Can't understand Timo Aila's GPU traversal paper back

Board: Home Board index Raytracing General Development

(L) [2013/02/14] [ost by shiqiu1105] [Can't understand Timo Aila's GPU traversal paper] Wayback!

I have been reading Alia's paper on the GPU ray travsal.

But don't quite understand it.

So basically, to do fast GPU ray tracing, we need to launch enough threads to fill the gpu,and use while-while loop?

Anything like QBVH he's using?

Can anyone who understand the paper give a short review [SMILEY :)] ?
(L) [2013/02/14] [ost by shiqiu1105] [Can't understand Timo Aila's GPU traversal paper] Wayback!

What's packet trevsal? I thought that's on the CPU using SIMD
(L) [2013/02/14] [ost by graphicsMan] [Can't understand Timo Aila's GPU traversal paper] Wayback!

Probably you should re-read the paper a few times.  Packet traversal is simply tracing a group of rays together at once.  Even sans wide hardware ALU benefits, it should improve memory access, since the groups of rays traced together will be coherent.  Traditionally, it's been tuned to CPU SIMD, but nothing requires that.
(L) [2013/02/15] [ost by shiqiu1105] [Can't understand Timo Aila's GPU traversal paper] Wayback!

>> graphicsMan wrote:Probably you should re-read the paper a few times.  Packet traversal is simply tracing a group of rays together at once.  Even sans wide hardware ALU benefits, it should improve memory access, since the groups of rays traced together will be coherent.  Traditionally, it's been tuned to CPU SIMD, but nothing requires that.
Okay. What does persistent threads mean? Launching just enough threads to fill the machine, how do you know how many threads can do this?

Does that mean we don't launch the kernel by calling trace<<<PixelX, PixelY>>>()? But then how?
(L) [2013/02/15] [ost by shiqiu1105] [Can't understand Timo Aila's GPU traversal paper] Wayback!

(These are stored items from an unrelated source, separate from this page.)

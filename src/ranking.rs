//! Roster ranking: score every compatible pair by its best item assignment.
//!
//! Pairs are scored in parallel with rayon. Every pair uses the same seed and
//! results are collected in pair order before a stable sort, so the output is
//! identical to a sequential run.

use crate::breeding::{best_items_for_pair, Item, Parent, Target};
use crate::data::{is_compatible, AbilityTable, EggGroupTable};
use crate::progress::Progress;
use rayon::prelude::*;
use serde::{Deserialize, Serialize};

/// Divisor applied to the caller's trial count when ranking.
pub const RANK_TRIAL_DIVISOR: usize = 10;

/// Configuration for roster ranking.
#[derive(Debug, Clone, Copy, PartialEq, Eq, Serialize, Deserialize)]
pub struct RankConfig {
    /// Base seed shared by every pair.
    pub seed: u64,
    /// Nominal trial count; each item combination runs `trials / 10` eggs.
    pub trials: usize,
}

impl Default for RankConfig {
    fn default() -> Self {
        Self {
            seed: 1,
            trials: 1000,
        }
    }
}

impl RankConfig {
    /// Eggs simulated per item combination.
    #[must_use]
    pub fn trials_per_combination(&self) -> usize {
        self.trials / RANK_TRIAL_DIVISOR
    }
}

/// One scored pair.
#[derive(Debug, Clone, PartialEq, Serialize)]
pub struct RankedPair {
    /// First parent (earlier in the roster).
    pub a: Parent,
    /// Second parent.
    pub b: Parent,
    /// Best estimated probability over all item combinations.
    pub probability: f64,
    /// Items achieving that probability.
    pub items: (Item, Item),
}

/// Index pairs `(i, j)`, `i < j`, whose species can breed.
#[must_use]
pub fn compatible_pairs(roster: &[Parent], egg_groups: &EggGroupTable) -> Vec<(usize, usize)> {
    let mut pairs = Vec::new();
    for i in 0..roster.len() {
        for j in (i + 1)..roster.len() {
            if is_compatible(&roster[i].species, &roster[j].species, egg_groups) {
                pairs.push((i, j));
            }
        }
    }
    pairs
}

/// Rank all compatible pairs of a roster, best first.
///
/// Abilities are looked up by the first parent's species. Ties keep roster
/// order.
#[must_use]
pub fn rank_pairs_from_roster(
    roster: &[Parent],
    abilities: &AbilityTable,
    target: &Target,
    egg_groups: &EggGroupTable,
    config: &RankConfig,
) -> Vec<RankedPair> {
    rank_pairs_with_progress(roster, abilities, target, egg_groups, config, &())
}

/// [`rank_pairs_from_roster`] with a progress observer.
#[must_use]
pub fn rank_pairs_with_progress(
    roster: &[Parent],
    abilities: &AbilityTable,
    target: &Target,
    egg_groups: &EggGroupTable,
    config: &RankConfig,
    progress: &dyn Progress,
) -> Vec<RankedPair> {
    let pairs = compatible_pairs(roster, egg_groups);
    let trials = config.trials_per_combination();
    log::info!(
        "ranking {} compatible pairs of {} roster entries ({trials} eggs per item combination)",
        pairs.len(),
        roster.len()
    );

    let mut ranked: Vec<RankedPair> = pairs
        .par_iter()
        .map(|&(i, j)| {
            let (a, b) = (&roster[i], &roster[j]);
            let pair_abilities = abilities.abilities_for(&a.species);
            let best = best_items_for_pair(a, b, pair_abilities, target, config.seed, trials);
            log::debug!(
                "pair ({i}, {j}) {}/{}: p={:.4} items={}/{}",
                a.species,
                b.species,
                best.probability,
                best.items.0,
                best.items.1
            );
            progress.advance();
            RankedPair {
                a: a.clone(),
                b: b.clone(),
                probability: best.probability,
                items: best.items,
            }
        })
        .collect();

    ranked.sort_by(|x, y| y.probability.total_cmp(&x.probability));
    ranked
}

#[cfg(test)]
mod tests {
    use super::*;
    use crate::breeding::{Nature, Stat, StatBlock};

    fn parent(species: &str, values: [u8; 6]) -> Parent {
        Parent::new(species, StatBlock::new(values).unwrap(), Nature::Hardy, "Run Away")
    }

    #[test]
    fn test_compatible_pairs_filters() {
        let table = EggGroupTable::builtin();
        let roster = vec![
            parent("eevee", [0; 6]),
            parent("mewtwo", [0; 6]),
            parent("arcanine", [0; 6]),
            parent("ditto", [0; 6]),
        ];
        let pairs = compatible_pairs(&roster, &table);
        assert_eq!(pairs, vec![(0, 2), (0, 3), (2, 3)]);
    }

    #[test]
    fn test_ditto_ranks_with_unlisted_species() {
        let table = EggGroupTable::builtin();
        let roster = vec![parent("porygon", [0; 6]), parent("ditto", [0; 6])];
        let ranked = rank_pairs_from_roster(
            &roster,
            &AbilityTable::new(),
            &Target::default(),
            &table,
            &RankConfig::default(),
        );
        assert_eq!(ranked.len(), 1);
        assert_eq!(ranked[0].a.species, "porygon");
        assert_eq!(ranked[0].b.species, "ditto");
    }

    #[test]
    fn test_ranking_sorted_descending() {
        let table = EggGroupTable::builtin();
        let roster = vec![
            parent("eevee", [0; 6]),
            parent("eevee", [31, 0, 0, 0, 0, 0]),
            parent("arcanine", [31, 31, 0, 0, 0, 0]),
        ];
        let target = Target::default().with_iv(Stat::Hp, 31).with_iv(Stat::Atk, 31);
        let config = RankConfig {
            seed: 1,
            trials: 500,
        };

        let ranked = rank_pairs_from_roster(&roster, &AbilityTable::new(), &target, &table, &config);

        assert_eq!(ranked.len(), 3);
        for window in ranked.windows(2) {
            assert!(window[0].probability >= window[1].probability);
        }
        // Only the arcanine pairs can produce atk 31 without luck
        assert_eq!(ranked[0].b.species, "arcanine");
    }

    #[test]
    fn test_small_trials_floor_to_zero() {
        let config = RankConfig { seed: 1, trials: 9 };
        assert_eq!(config.trials_per_combination(), 0);

        let table = EggGroupTable::builtin();
        let roster = vec![parent("eevee", [0; 6]), parent("eevee", [0; 6])];
        let ranked =
            rank_pairs_from_roster(&roster, &AbilityTable::new(), &Target::default(), &table, &config);
        assert_eq!(ranked.len(), 1);
        assert!(ranked[0].probability.abs() < f64::EPSILON);
    }

    #[test]
    fn test_ties_keep_roster_order() {
        let table = EggGroupTable::builtin();
        let roster = vec![
            parent("eevee", [0; 6]),
            parent("growlithe", [0; 6]),
            parent("arcanine", [0; 6]),
        ];
        let ranked = rank_pairs_from_roster(
            &roster,
            &AbilityTable::new(),
            &Target::default(),
            &table,
            &RankConfig { seed: 3, trials: 20 },
        );
        let species: Vec<(&str, &str)> = ranked
            .iter()
            .map(|r| (r.a.species.as_str(), r.b.species.as_str()))
            .collect();
        assert_eq!(
            species,
            vec![("eevee", "growlithe"), ("eevee", "arcanine"), ("growlithe", "arcanine")]
        );
    }
}
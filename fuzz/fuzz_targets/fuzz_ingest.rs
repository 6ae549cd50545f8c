#![no_main]

use hgss_breed::ingest::ingest_save;
use hgss_breed::roster::{format_roster_rows, parse_roster, ROSTER_HEADER};
use libfuzzer_sys::fuzz_target;

fuzz_target!(|data: &[u8]| {
    // Arbitrary bytes must never panic, only degrade to fewer parents
    let parents = ingest_save(data, &[]);

    // Whatever was ingested must survive the roster format
    let breaks_csv = |s: &str| s.contains([',', '\n', '\r']);
    if parents.iter().any(|p| {
        breaks_csv(&p.species) || breaks_csv(&p.ability) || p.language.as_deref().is_some_and(breaks_csv)
    }) {
        return;
    }
    let text = format!("{ROSTER_HEADER}\n{}", format_roster_rows(&parents));
    if let Ok(reloaded) = parse_roster(&text) {
        assert!(reloaded.len() <= parents.len());
    }

    // The CSV parser must also tolerate raw input
    if let Ok(text) = std::str::from_utf8(data) {
        let _ = parse_roster(text);
    }
});
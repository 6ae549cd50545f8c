#![no_main]

use arbitrary::Arbitrary;
use hgss_breed::breeding::{sample_child, sample_child_inheritance, ParentSide, INHERITED_STATS};
use hgss_breed::{Item, Nature, Parent, Rng, Stat, StatBlock, Target};
use libfuzzer_sys::fuzz_target;

/// Structured input for one sampled egg.
#[derive(Arbitrary, Debug)]
struct EggInput {
    /// Raw IVs of parent A (masked to 0..=31).
    ivs_a: [u8; 6],
    /// Raw IVs of parent B (masked to 0..=31).
    ivs_b: [u8; 6],
    /// Nature indices.
    natures: (u8, u8),
    /// Item indices into the candidate list.
    items: (u8, u8),
    /// Whether the parents come from different games.
    international: bool,
    /// RNG seed.
    seed: u64,
}

fn parent(ivs: [u8; 6], nature: u8, item: u8, language: &str) -> Parent {
    let ivs = StatBlock::new(ivs.map(|v| v & 31)).expect("masked IVs are in range");
    let nature = Nature::ALL[usize::from(nature) % Nature::ALL.len()];
    let item = Item::CANDIDATES[usize::from(item) % Item::CANDIDATES.len()];
    Parent::new("Eevee", ivs, nature, "Run Away")
        .with_language(language)
        .with_item(item)
}

fuzz_target!(|input: EggInput| {
    let a = parent(input.ivs_a, input.natures.0, input.items.0, "en");
    let b_lang = if input.international { "jp" } else { "en" };
    let b = parent(input.ivs_b, input.natures.1, input.items.1, b_lang);

    let mut rng = Rng::new(input.seed);
    let inheritance = sample_child_inheritance(&a, &b, &mut rng);
    assert_eq!(inheritance.inherited_count(), INHERITED_STATS);
    for stat in Stat::ALL {
        let expected = match inheritance.sources[stat.index()] {
            Some(ParentSide::A) => a.ivs.get(stat),
            Some(ParentSide::B) => b.ivs.get(stat),
            None => continue,
        };
        assert_eq!(inheritance.ivs.get(stat), expected);
    }

    let child = sample_child(&a, &b, ("Run Away", "Adaptability"), &mut rng);
    assert!(child.ability == "Run Away" || child.ability == "Adaptability");
    assert_eq!(Target::default().score(&child.ivs, child.nature, child.ability), 0);
});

I have also downloaded his code. He uses a lot of SOA pointers which makes it quite hard to read..
(L) [2013/02/15] [ost by jbikker] [Can't understand Timo Aila's GPU traversal paper] Wayback!

>> shiqiu1105 wrote:graphicsMan wrote:Probably you should re-read the paper a few times.  Packet traversal is simply tracing a group of rays together at once.  Even sans wide hardware ALU benefits, it should improve memory access, since the groups of rays traced together will be coherent.  Traditionally, it's been tuned to CPU SIMD, but nothing requires that.
Okay. What does persistent threads mean? Launching just enough threads to fill the machine, how do you know how many threads can do this?

Does that mean we don't launch the kernel by calling trace<<<PixelX, PixelY>>>()? But then how?
Persistent threads: determine the number of SMs you have, multiply by 32 (for the number of threads in the warp). If you then launch a kernel with trace<<<SMCount * 32, dim(32,1,1)>>> each SM will be executing exactly 1 warp. That's typically not optimal, so you increase SMCount * 32 by some constant. 8 blocks per SM seems optimal for Kepler in many cases, but it depends on the number of registers that you need. Kepler has 256, so launching 8 blocks per SM gets you 32 registers for each warp. In practice, you either use the occupancy calculator to find the optimal number of blocks per thread, or you hand-tune it for best performance. Note that 2 is the minimum to use Fermi's and Kepler's hardware optimally, although I found that kernels that are heavily bandwidth-bound sometimes benefit from very small numbers of concurrent threads, to distribute cache misses optimally over the available SMs: for a box filter kernel, it seems even optimal to have 16 threads per block active (so: half-filled warps).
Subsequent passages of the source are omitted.